Money-Driven Medicine is
one of the strongest documentaries I have seen in years and could not
be more timely. The more people who see and talk about it, the more
likely we are to get serious and true health care reform.”


                                                              

– Bill Moyers

Synopsis

Money-Driven Medicine provides the essential
introduction Americans need to become knowledgeable participants in
healthcare reform, now and in the years ahead. Produced by Academy
Award winner Alex Gibney (

Taxi to the Dark Side; Enron: The Smartest Guys in the Room) and based on Maggie Mahar’s acclaimed book,

Money Driven Medicine: The Real Reason Health Care Costs So Much,
the film offers a behind-the-scenes look at how our 2.6 trillion dollar
a year healthcare system went so terribly wrong and what it will take
to fix it.

The U.S. spends twice as much per person on healthcare as the
average developed nation, fully one-sixth of our GDP – yet our
outcomes, especially for chronic diseases, are very often worse. What
makes us different? The U.S. is the only industrialized nation that has
chosen to turn medicine into a largely unregulated, for-profit business.

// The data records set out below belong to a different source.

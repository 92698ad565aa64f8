//! Materialise a rewritten snapshot into the output directory.

use std::ffi::{OsStr, OsString};
use std::fs;
use std::io::ErrorKind;
use std::path::{Path, PathBuf};

use tracing::info;

use crate::error::{BuildError, BuildResult};
use crate::fingerprint::FingerprintIndex;
use crate::minify::minify_js;
use crate::project::OptimizerLayout;
use crate::snapshot::{ContentSnapshot, FileContent};

/// Counts reported after a successful write.
#[derive(Debug, Clone, Copy, Default, PartialEq, Eq)]
pub struct WriteSummary {
  /// Files written.
  pub files_written: usize,
  /// Scripts minified before writing.
  pub files_minified: usize,
}

/// Write every snapshot entry below `out_dir`, using versioned names for static entries.
///
/// Files are written into a sibling staging directory that replaces `out_dir` only once every
/// entry was written. On failure the staging directory is removed and `out_dir` is untouched.
pub fn write_snapshot(
  snapshot: &ContentSnapshot,
  index: &FingerprintIndex,
  layout: &OptimizerLayout,
  out_dir: &Path,
) -> BuildResult<WriteSummary> {
  let staging = staging_dir_for(out_dir);
  remove_dir_if_present(&staging)?;
  create_dir(&staging)?;

  let summary = match write_entries(snapshot, index, layout, &staging) {
    Ok(summary) => summary,
    Err(err) => {
      let _ = fs::remove_dir_all(&staging);
      return Err(err);
    }
  };

  remove_dir_if_present(out_dir)?;
  fs::rename(&staging, out_dir).map_err(|source| BuildError::Write {
    path: out_dir.to_path_buf(),
    source,
  })?;

  info!(
    files = summary.files_written,
    minified = summary.files_minified,
    out_dir = %out_dir.display(),
    "wrote optimized package"
  );
  Ok(summary)
}

fn write_entries(
  snapshot: &ContentSnapshot,
  index: &FingerprintIndex,
  layout: &OptimizerLayout,
  root: &Path,
) -> BuildResult<WriteSummary> {
  let mut summary = WriteSummary::default();

  for (path, content) in snapshot.entries() {
    let destination_path = index.get(path).unwrap_or(path);
    let destination = root.join(destination_path.trim_start_matches('/'));
    if let Some(parent) = destination.parent() {
      create_dir(parent)?;
    }

    let minified = match content {
      FileContent::Text(text) if should_minify(layout, path) => {
        info!(path = %path, "minifying");
        summary.files_minified += 1;
        Some(minify_js(path, text)?)
      }
      _ => None,
    };
    let bytes = minified
      .as_deref()
      .map_or_else(|| content.as_bytes(), str::as_bytes);

    fs::write(&destination, bytes).map_err(|source| BuildError::Write {
      path: destination.clone(),
      source,
    })?;
    summary.files_written += 1;
  }

  Ok(summary)
}

fn should_minify(layout: &OptimizerLayout, path: &str) -> bool {
  layout.minify_scripts && path.ends_with(".js") && layout.is_static_path(path)
}

fn staging_dir_for(out_dir: &Path) -> PathBuf {
  let mut name = OsString::from(".");
  name.push(out_dir.file_name().unwrap_or_else(|| OsStr::new("output")));
  name.push(".staging");
  out_dir.with_file_name(name)
}

fn create_dir(path: &Path) -> BuildResult<()> {
  fs::create_dir_all(path).map_err(|source| BuildError::Write {
    path: path.to_path_buf(),
    source,
  })
}

fn remove_dir_if_present(path: &Path) -> BuildResult<()> {
  match fs::remove_dir_all(path) {
    Ok(()) => Ok(()),
    Err(err) if err.kind() == ErrorKind::NotFound => Ok(()),
    Err(source) => Err(BuildError::Write {
      path: path.to_path_buf(),
      source,
    }),
  }
}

Effective Care or More Expensive Care

In

Money-Driven Medicine, Dr. Donald Berwick, president of the Institute for Health Care Improvement, explains: “We get

more care,
but not better care.” Our fee-for-service system channels resources
into the high-tech, high-cost “rescue care” patients need

after
they become critically ill, while it skimps on the preventive primary
care which could keep them out of the hospital in the first place. As a
consequence, emergency rooms overflow while family practitioners are
becoming an endangered species. Medical students explain that these
perverse pay incentives drive them away from primary care into
higher-paying specialties.

Medical ethicist Larry Churchill doesn’t mince words: “The current
medical care system is not designed to meet the health needs of the
population. It is designed to protect the interests of insurance
companies, pharmaceutical firms, and to a certain extent organized
medicine. It is designed to turn a profit. It is designed to meet the
needs of the people in power.”

These businesses comprise the “medical-industrial complex” which has
wrested power from physicians, turning healthcare into a commodity and
patients into profit centers. As the eye-opening ads in

Money-Driven Medicine
reveal, the more new drugs, surgical procedures, diagnostic devices and
hospital beds the health industry can produce, the more they can sell –
whether we need them or not. It’s called “supply-driven demand” and
it’s possible because a sick person can’t say no.

Although many uninsured and underinsured Americans receive too
little care, the well-insured often get unnecessary, even risky care

. More than two decades of studies by researchers at Dartmouth
reveal that one-third of our healthcare dollars are squandered on
useless tests and ineffective or unproven procedures no better than the
less-costly ones they replace. The studies demonstrate that evidence-based, accountable care would be both more effective and less expensive.



Taking Back Health Care

In

Money-Driven Medicine frustrated doctors and
outraged patients testify to the tragedies which can happen when profit
trumps patients’ needs. Veteran physicians stress that reform must
begin with a new doctor-patient partnership based on consistent,
informed, shared decision-making. “Before patients can reclaim their
rightful place at the center of our healthcare system,” Maggie Mahar
notes, “we must empower doctors and nurses to practice patient-centered
care based, not on corporate imperatives, but on the best scientific
research available.”


Money-Driven Medicine will encourage health
professionals and patients to work together to take control of American
medicine back from the MBAs. The film will alert viewers that universal
coverage is just the first step in a long and arduous battle for
comprehensive reform continuing well after whatever bill Congress
passes this Fall. We have seen that the industry’s lobbyists will
resist every measure aimed at cost-containment and results-based care.

Screening

Money-Driven Medicine will help viewers
distinguish between structural change and sham reform. It will convince
them that a sound, sustainable medical infrastructure is crucial not
just to their personal futures but to the economy and society as a
whole – why curing America’s healthcare crisis could be a matter of
national life and death.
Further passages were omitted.